_Brief_. Please reproduce the records, omitting nothing and changing nothing.

Data excerpts:
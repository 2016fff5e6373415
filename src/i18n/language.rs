//! Validated language value type.

use crate::i18n::{LanguageConfig, LanguageRegistry};
use anyhow::{bail, Result};

/// A language validated against the registry. Construction guarantees the
/// code is supported, so lookups through `config()` cannot fail.
#[derive(Debug, Clone, Copy, PartialEq, Eq, Hash)]
pub struct Language {
    code: &'static str,
}

impl Language {
    pub const SPANISH: Language = Language { code: "es" };
    pub const CATALAN: Language = Language { code: "ca" };
    pub const ENGLISH: Language = Language { code: "en" };

    /// Strict constructor: errors on unsupported codes.
    pub fn from_code(code: &str) -> Result<Language> {
        match LanguageRegistry::get().get_by_code(code) {
            Some(config) => Ok(Language { code: config.code }),
            None => bail!("unsupported language code: '{code}'"),
        }
    }

    /// Lenient constructor: unsupported codes resolve to the fallback
    /// language instead of failing.
    pub fn resolve(code: &str) -> Language {
        Language::from_code(code).unwrap_or_else(|_| Language::fallback())
    }

    /// The fallback (source) language.
    pub fn fallback() -> Language {
        let config = LanguageRegistry::get().fallback();
        Language { code: config.code }
    }

    pub fn code(&self) -> &'static str {
        self.code
    }

    pub fn config(&self) -> &'static LanguageConfig {
        LanguageRegistry::get()
            .get_by_code(self.code)
            .expect("validated language code is always in the registry")
    }

    pub fn name(&self) -> &'static str {
        self.config().name
    }

    pub fn native_name(&self) -> &'static str {
        self.config().native_name
    }

    pub fn is_fallback(&self) -> bool {
        self.config().is_fallback
    }

    /// All supported languages, fallback first.
    pub fn all() -> Vec<Language> {
        LanguageRegistry::get()
            .list()
            .iter()
            .map(|config| Language { code: config.code })
            .collect()
    }
}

_Result of the exercise_.
repository 2016fff5e6373415
filename src/i18n/language.rs
//! Validated language value type.

use crate::i18n::{LanguageConfig, LanguageRegistry};
use anyhow::{bail, Result};

/// A language validated against the registry. Construction guarantees the
/// code is supported, so lookups through `config()` cannot fail.
#[derive(Debug, Clone, Copy, PartialEq, Eq, Hash)]
pub struct Language {
    code: &'static str,
}

impl Language {
    pub const SPANISH: Language = Language { code: "es" };
    pub const CATALAN: Language = Language { code: "ca" };
    pub const ENGLISH: Language = Language { code: "en" };

    /// Strict constructor: errors on unsupported codes.
    pub fn from_code(code: &str) -> Result<Language> {
        match LanguageRegistry::get().get_by_code(code) {
            Some(config) => Ok(Language { code: config.code }),
            None => bail!("unsupported language code: '{code}'"),
        }
    }

    /// Lenient constructor: unsupported codes resolve to the fallback
    /// language instead of failing.
    pub fn resolve(code: &str) -> Language {
        Language::from_code(code).unwrap_or_else(|_| Language::fallback())
    }

    /// The fallback (source) language.
    pub fn fallback() -> Language {
        let config = LanguageRegistry::get().fallback();
        Language { code: config.code }
    }

    pub fn code(&self) -> &'static str {
        self.code
    }

    pub fn config(&self) -> &'static LanguageConfig {
        LanguageRegistry::get()
            .get_by_code(self.code)
            .expect("validated language code is always in the registry")
    }

    pub fn name(&self) -> &'static str {
        self.config().name
    }

    pub fn native_name(&self) -> &'static str {
        self.config().native_name
    }

    pub fn is_fallback(&self) -> bool {
        self.config().is_fallback
    }

    /// All supported languages, fallback first.
    pub fn all() -> Vec<Language> {
        LanguageRegistry::get()
            .list()
            .iter()
            .map(|config| Language { code: config.code })
            .collect()
    }
}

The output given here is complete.